use std::fmt;
use std::path::PathBuf;

use indicatif::ProgressBar;
use serde::{Serialize, Serializer};
use tracing::{debug, error, info, warn};

use crate::adb::Adb;
use crate::defs::DeviceId;
use crate::error::{FleetError, Result};
use crate::executor::{self, OutcomeStatus, TaskExecutor, TaskOutcome};
use crate::process::CommandRunner;
use crate::target::{self, TargetPrompt, TargetSpec};
use crate::task::{self, Action, Scope, Task, TaskParams};

/// Everything a run needs, fixed before the first process is spawned.
#[derive(Debug, Clone)]
pub struct DispatchConfig {
    pub adb_location: PathBuf,
    pub task: Task,
    pub target: TargetSpec,
    pub params: TaskParams,
    /// Resolve and validate, but do not touch any device.
    pub check_mode: bool,
}

#[derive(Debug, Clone, Copy, PartialEq, Eq)]
pub enum DispatchPhase {
    Init,
    PreflightCheck,
    ResolveTargets,
    ValidateTask,
    Executing(usize),
    Aggregate,
    Done,
    Failed,
}

impl fmt::Display for DispatchPhase {
    fn fmt(&self, f: &mut fmt::Formatter<'_>) -> fmt::Result {
        match self {
            Self::Init => f.write_str("init"),
            Self::PreflightCheck => f.write_str("preflight"),
            Self::ResolveTargets => f.write_str("resolve"),
            Self::ValidateTask => f.write_str("validate"),
            Self::Executing(i) => write!(f, "executing[{i}]"),
            Self::Aggregate => f.write_str("aggregate"),
            Self::Done => f.write_str("done"),
            Self::Failed => f.write_str("failed"),
        }
    }
}

/// Consolidated output of read tasks.
#[derive(Debug, Clone, Default, PartialEq, Eq)]
pub enum DispatchOutput {
    #[default]
    None,
    Devices(Vec<DeviceId>),
    Text(String),
}

impl Serialize for DispatchOutput {
    fn serialize<S: Serializer>(&self, serializer: S) -> std::result::Result<S::Ok, S::Error> {
        match self {
            Self::None => serializer.serialize_str(""),
            Self::Devices(devices) => devices.serialize(serializer),
            Self::Text(text) => serializer.serialize_str(text),
        }
    }
}

/// Result record handed back to the caller.
#[derive(Debug, Clone, PartialEq, Eq, Serialize)]
pub struct DispatchResult {
    pub status: bool,
    pub changed: bool,
    #[serde(skip_serializing_if = "Option::is_none")]
    pub msg: Option<String>,
    pub output: DispatchOutput,
    pub outcomes: Vec<TaskOutcome>,
}

impl DispatchResult {
    pub fn failed(msg: impl Into<String>) -> Self {
        Self {
            status: false,
            changed: false,
            msg: Some(msg.into()),
            output: DispatchOutput::None,
            outcomes: Vec::new(),
        }
    }

    fn listed(devices: Vec<DeviceId>) -> Self {
        Self {
            status: true,
            changed: false,
            msg: None,
            output: DispatchOutput::Devices(devices),
            outcomes: Vec::new(),
        }
    }

    /// Folds per-device outcomes into the caller-visible record.
    ///
    /// The run fails only when at least one device was attempted and every
    /// attempted device failed; skipped outcomes never count either way.
    fn aggregate(task: Task, outcomes: Vec<TaskOutcome>) -> Self {
        let attempted = outcomes
            .iter()
            .filter(|o| o.status != OutcomeStatus::Skipped)
            .count();
        let succeeded = outcomes.iter().filter(|o| o.succeeded()).count();
        let status = attempted == 0 || succeeded > 0;

        let output = if task == Task::Shell {
            DispatchOutput::Text(
                outcomes
                    .iter()
                    .filter(|o| o.succeeded())
                    .map(|o| o.output.as_str())
                    .collect(),
            )
        } else {
            DispatchOutput::None
        };

        Self {
            status,
            changed: task.is_mutating() && succeeded > 0,
            msg: (!status).then(|| format!("{task} failed on every target")),
            output,
            outcomes,
        }
    }

    pub fn failures(&self) -> impl Iterator<Item = &TaskOutcome> {
        self.outcomes
            .iter()
            .filter(|o| o.status == OutcomeStatus::Failed)
    }
}

/// Drives one task across the resolved fleet.
pub struct Dispatcher<'a> {
    config: &'a DispatchConfig,
    runner: &'a dyn CommandRunner,
    prompt: &'a mut dyn TargetPrompt,
    progress: ProgressBar,
    phase: DispatchPhase,
}

impl<'a> Dispatcher<'a> {
    pub fn new(
        config: &'a DispatchConfig,
        runner: &'a dyn CommandRunner,
        prompt: &'a mut dyn TargetPrompt,
    ) -> Self {
        Self {
            config,
            runner,
            prompt,
            progress: ProgressBar::hidden(),
            phase: DispatchPhase::Init,
        }
    }

    pub fn with_progress(mut self, progress: ProgressBar) -> Self {
        self.progress = progress;
        self
    }

    pub const fn phase(&self) -> DispatchPhase {
        self.phase
    }

    pub fn run(&mut self) -> DispatchResult {
        let outcome = self.pipeline();
        self.progress.finish_and_clear();

        match outcome {
            Ok(result) => {
                self.enter(DispatchPhase::Done);
                result
            }
            Err(err) => {
                self.enter(DispatchPhase::Failed);
                match &err {
                    FleetError::MissingParameter { task, field } => {
                        error!("{task} requires `{field}`");
                    }
                    FleetError::ToolUnavailable { location, .. } => {
                        error!("adb is not usable at {}", location.display());
                    }
                    _ => {}
                }
                let reason = err.to_string();
                let kind = err.kind();
                error!(kind, "{:#}", anyhow::Error::from(err));
                DispatchResult::failed(reason)
            }
        }
    }

    fn pipeline(&mut self) -> Result<DispatchResult> {
        let config = self.config;
        let adb = Adb::new(&config.adb_location, self.runner);

        self.enter(DispatchPhase::PreflightCheck);
        let version = adb.version()?;
        info!("using {} ({version})", adb.location().display());

        self.enter(DispatchPhase::ResolveTargets);
        let resolution = target::resolve(&config.target, &adb, &mut *self.prompt)?;

        self.enter(DispatchPhase::ValidateTask);
        let action = task::validate(config.task, &config.params)?;

        let executor = TaskExecutor::new(&adb);
        let outcomes = match config.task.scope() {
            Scope::Inventory => {
                let devices = match resolution.inventory {
                    Some(inventory) => inventory.devices,
                    None => adb.list_devices()?.devices,
                };
                self.enter(DispatchPhase::Aggregate);
                return Ok(DispatchResult::listed(devices));
            }

            Scope::Once => {
                self.enter(DispatchPhase::Executing(0));
                vec![self.run_one(&executor, &action, None)]
            }

            Scope::PerDevice => {
                if resolution.targets.is_empty() {
                    warn!("no target devices found, nothing to {}", config.task);
                }
                self.progress.set_length(resolution.targets.len() as u64);
                let mut outcomes = Vec::with_capacity(resolution.targets.len());
                for (i, device) in resolution.targets.iter().enumerate() {
                    self.enter(DispatchPhase::Executing(i));
                    self.progress.set_message(device.clone());
                    outcomes.push(self.run_one(&executor, &action, Some(device.as_str())));
                    self.progress.inc(1);
                }
                outcomes
            }
        };

        self.enter(DispatchPhase::Aggregate);
        Ok(DispatchResult::aggregate(config.task, outcomes))
    }

    fn run_one(
        &self,
        executor: &TaskExecutor<'_>,
        action: &Action,
        device: Option<&str>,
    ) -> TaskOutcome {
        if self.config.check_mode {
            let args = executor::invocation(action, device);
            info!("check mode, would run: adb {}", args.join(" "));
            return TaskOutcome::skipped(device, args);
        }
        executor.execute(action, device)
    }

    fn enter(&mut self, phase: DispatchPhase) {
        debug!("{} -> {phase}", self.phase);
        self.phase = phase;
    }
}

What you will do →
With every line intact, output the listing above exactly.

Answer area →
use std::fmt;
use std::path::PathBuf;

use indicatif::ProgressBar;
use serde::{Serialize, Serializer};
use tracing::{debug, error, info, warn};

use crate::adb::Adb;
use crate::defs::DeviceId;
use crate::error::{FleetError, Result};
use crate::executor::{self, OutcomeStatus, TaskExecutor, TaskOutcome};
use crate::process::CommandRunner;
use crate::target::{self, TargetPrompt, TargetSpec};
use crate::task::{self, Action, Scope, Task, TaskParams};

/// Everything a run needs, fixed before the first process is spawned.
#[derive(Debug, Clone)]
pub struct DispatchConfig {
    pub adb_location: PathBuf,
    pub task: Task,
    pub target: TargetSpec,
    pub params: TaskParams,
    /// Resolve and validate, but do not touch any device.
    pub check_mode: bool,
}

#[derive(Debug, Clone, Copy, PartialEq, Eq)]
pub enum DispatchPhase {
    Init,
    PreflightCheck,
    ResolveTargets,
    ValidateTask,
    Executing(usize),
    Aggregate,
    Done,
    Failed,
}

impl fmt::Display for DispatchPhase {
    fn fmt(&self, f: &mut fmt::Formatter<'_>) -> fmt::Result {
        match self {
            Self::Init => f.write_str("init"),
            Self::PreflightCheck => f.write_str("preflight"),
            Self::ResolveTargets => f.write_str("resolve"),
            Self::ValidateTask => f.write_str("validate"),
            Self::Executing(i) => write!(f, "executing[{i}]"),
            Self::Aggregate => f.write_str("aggregate"),
            Self::Done => f.write_str("done"),
            Self::Failed => f.write_str("failed"),
        }
    }
}

/// Consolidated output of read tasks.
#[derive(Debug, Clone, Default, PartialEq, Eq)]
pub enum DispatchOutput {
    #[default]
    None,
    Devices(Vec<DeviceId>),
    Text(String),
}

impl Serialize for DispatchOutput {
    fn serialize<S: Serializer>(&self, serializer: S) -> std::result::Result<S::Ok, S::Error> {
        match self {
            Self::None => serializer.serialize_str(""),
            Self::Devices(devices) => devices.serialize(serializer),
            Self::Text(text) => serializer.serialize_str(text),
        }
    }
}

/// Result record handed back to the caller.
#[derive(Debug, Clone, PartialEq, Eq, Serialize)]
pub struct DispatchResult {
    pub status: bool,
    pub changed: bool,
    #[serde(skip_serializing_if = "Option::is_none")]
    pub msg: Option<String>,
    pub output: DispatchOutput,
    pub outcomes: Vec<TaskOutcome>,
}

impl DispatchResult {
    pub fn failed(msg: impl Into<String>) -> Self {
        Self {
            status: false,
            changed: false,
            msg: Some(msg.into()),
            output: DispatchOutput::None,
            outcomes: Vec::new(),
        }
    }

    fn listed(devices: Vec<DeviceId>) -> Self {
        Self {
            status: true,
            changed: false,
            msg: None,
            output: DispatchOutput::Devices(devices),
            outcomes: Vec::new(),
        }
    }

    /// Folds per-device outcomes into the caller-visible record.
    ///
    /// The run fails only when at least one device was attempted and every
    /// attempted device failed; skipped outcomes never count either way.
    fn aggregate(task: Task, outcomes: Vec<TaskOutcome>) -> Self {
        let attempted = outcomes
            .iter()
            .filter(|o| o.status != OutcomeStatus::Skipped)
            .count();
        let succeeded = outcomes.iter().filter(|o| o.succeeded()).count();
        let status = attempted == 0 || succeeded > 0;

        let output = if task == Task::Shell {
            DispatchOutput::Text(
                outcomes
                    .iter()
                    .filter(|o| o.succeeded())
                    .map(|o| o.output.as_str())
                    .collect(),
            )
        } else {
            DispatchOutput::None
        };

        Self {
            status,
            changed: task.is_mutating() && succeeded > 0,
            msg: (!status).then(|| format!("{task} failed on every target")),
            output,
            outcomes,
        }
    }

    pub fn failures(&self) -> impl Iterator<Item = &TaskOutcome> {
        self.outcomes
            .iter()
            .filter(|o| o.status == OutcomeStatus::Failed)
    }
}

/// Drives one task across the resolved fleet.
pub struct Dispatcher<'a> {
    config: &'a DispatchConfig,
    runner: &'a dyn CommandRunner,
    prompt: &'a mut dyn TargetPrompt,
    progress: ProgressBar,
    phase: DispatchPhase,
}

impl<'a> Dispatcher<'a> {
    pub fn new(
        config: &'a DispatchConfig,
        runner: &'a dyn CommandRunner,
        prompt: &'a mut dyn TargetPrompt,
    ) -> Self {
        Self {
            config,
            runner,
            prompt,
            progress: ProgressBar::hidden(),
            phase: DispatchPhase::Init,
        }
    }

    pub fn with_progress(mut self, progress: ProgressBar) -> Self {
        self.progress = progress;
        self
    }

    pub const fn phase(&self) -> DispatchPhase {
        self.phase
    }

    pub fn run(&mut self) -> DispatchResult {
        let outcome = self.pipeline();
        self.progress.finish_and_clear();

        match outcome {
            Ok(result) => {
                self.enter(DispatchPhase::Done);
                result
            }
            Err(err) => {
                self.enter(DispatchPhase::Failed);
                match &err {
                    FleetError::MissingParameter { task, field } => {
                        error!("{task} requires `{field}`");
                    }
                    FleetError::ToolUnavailable { location, .. } => {
                        error!("adb is not usable at {}", location.display());
                    }
                    _ => {}
                }
                let reason = err.to_string();
                let kind = err.kind();
                error!(kind, "{:#}", anyhow::Error::from(err));
                DispatchResult::failed(reason)
            }
        }
    }

    fn pipeline(&mut self) -> Result<DispatchResult> {
        let config = self.config;
        let adb = Adb::new(&config.adb_location, self.runner);

        self.enter(DispatchPhase::PreflightCheck);
        let version = adb.version()?;
        info!("using {} ({version})", adb.location().display());

        self.enter(DispatchPhase::ResolveTargets);
        let resolution = target::resolve(&config.target, &adb, &mut *self.prompt)?;

        self.enter(DispatchPhase::ValidateTask);
        let action = task::validate(config.task, &config.params)?;

        let executor = TaskExecutor::new(&adb);
        let outcomes = match config.task.scope() {
            Scope::Inventory => {
                let devices = match resolution.inventory {
                    Some(inventory) => inventory.devices,
                    None => adb.list_devices()?.devices,
                };
                self.enter(DispatchPhase::Aggregate);
                return Ok(DispatchResult::listed(devices));
            }

            Scope::Once => {
                self.enter(DispatchPhase::Executing(0));
                vec![self.run_one(&executor, &action, None)]
            }

            Scope::PerDevice => {
                if resolution.targets.is_empty() {
                    warn!("no target devices found, nothing to {}", config.task);
                }
                self.progress.set_length(resolution.targets.len() as u64);
                let mut outcomes = Vec::with_capacity(resolution.targets.len());
                for (i, device) in resolution.targets.iter().enumerate() {
                    self.enter(DispatchPhase::Executing(i));
                    self.progress.set_message(device.clone());
                    outcomes.push(self.run_one(&executor, &action, Some(device.as_str())));
                    self.progress.inc(1);
                }
                outcomes
            }
        };

        self.enter(DispatchPhase::Aggregate);
        Ok(DispatchResult::aggregate(config.task, outcomes))
    }

    fn run_one(
        &self,
        executor: &TaskExecutor<'_>,
        action: &Action,
        device: Option<&str>,
    ) -> TaskOutcome {
        if self.config.check_mode {
            let args = executor::invocation(action, device);
            info!("check mode, would run: adb {}", args.join(" "));
            return TaskOutcome::skipped(device, args);
        }
        executor.execute(action, device)
    }

    fn enter(&mut self, phase: DispatchPhase) {
        debug!("{} -> {phase}", self.phase);
        self.phase = phase;
    }
}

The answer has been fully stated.